Otras formas menos frecuentes son el carcinoma medular, el tubular y el coloide, que representan el 3-5% de todos los diagnósticos. Los dos últimos se consideran tipos de buen pronóstico a priori.


La enfermedad de Paget del pezón se caracteriza por la aparición de eccemas en la zona del pezón, descamación enrojecimiento y sangrado indica una lesión cancerosa en la mama.


El cáncer de mama en el hombre es una rarísima entidad que acontece en el 1% de todos los cánceres de mama. Un 15% de los casos de cáncer de mama en el varón se relacionan con antecedentes familiares de cáncer de mama femeninos asociados a la mutación genética.


La mama se divide en lóbulos, que a su vez se dividen en otras secciones más pequeñas (lobulillos), interconectados por unos tubos o conductos que terminan en el pezón y son los que vehiculizan la leche durante la lactancia. Además, las mamas tienen también vasos linfáticos que van a los ganglios linfáticos, que tienen como función proteger, atrapar bacterias, células tumorales y otras sustancias nocivas El drenaje linfático de las mamas se produce fundamentalmente a los ganglios linfáticos de la axila, a la zona clavicular y al tórax por detrás del esternón en una zona que se llama mediastino.
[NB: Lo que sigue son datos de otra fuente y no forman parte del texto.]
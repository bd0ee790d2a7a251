//! Cell widths for fitting text into a fixed number of terminal columns.

use unicode_width::{UnicodeWidthChar, UnicodeWidthStr};

/// Marker appended to shortened text.
const ELLIPSIS: char = '…';

/// Terminal cells `s` occupies. Wide characters (CJK, emoji) count as two.
pub fn visual_width(s: &str) -> usize {
    s.width()
}

/// Shorten `s` to at most `max_width` cells, ending in `…` when cut.
///
/// Whole characters only; a wide character that would straddle the limit
/// is dropped.
pub fn truncate_to_width(s: &str, max_width: usize) -> String {
    if s.width() <= max_width {
        return s.to_string();
    }
    if max_width == 0 {
        return String::new();
    }

    let budget = max_width - 1;
    let mut used = 0;
    let mut out: String = s
        .chars()
        .take_while(|c| {
            used += c.width().unwrap_or(0);
            used <= budget
        })
        .collect();
    out.push(ELLIPSIS);
    out
}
Para facilitar su exploración la mama se divide en cinco segmentos (cuatro cuadrantes y la zona que llega a la axila).


Las células epiteliales glandulares, además de producir leche y realizar otras funciones, tienen la capacidad de dividirse y diferenciarse a medida que se necesita. Cuando envejecen o se dañan, mueren, y son reemplazadas por células nuevas. El cáncer de mama es el resultado de la transformación maligna de esas células epiteliales que forman esas glándulas diminutas de la mama. Las células cancerosas se pueden diseminar desde el tumor original, a través de los vasos sanguíneos o los linfáticos, afectando a los ganglios linfáticos cercanos a la mama, pero también pueden adherirse a otros tejidos y crecer formando nuevos tumores que pueden dañar esos tejidos y que se llaman metástasis.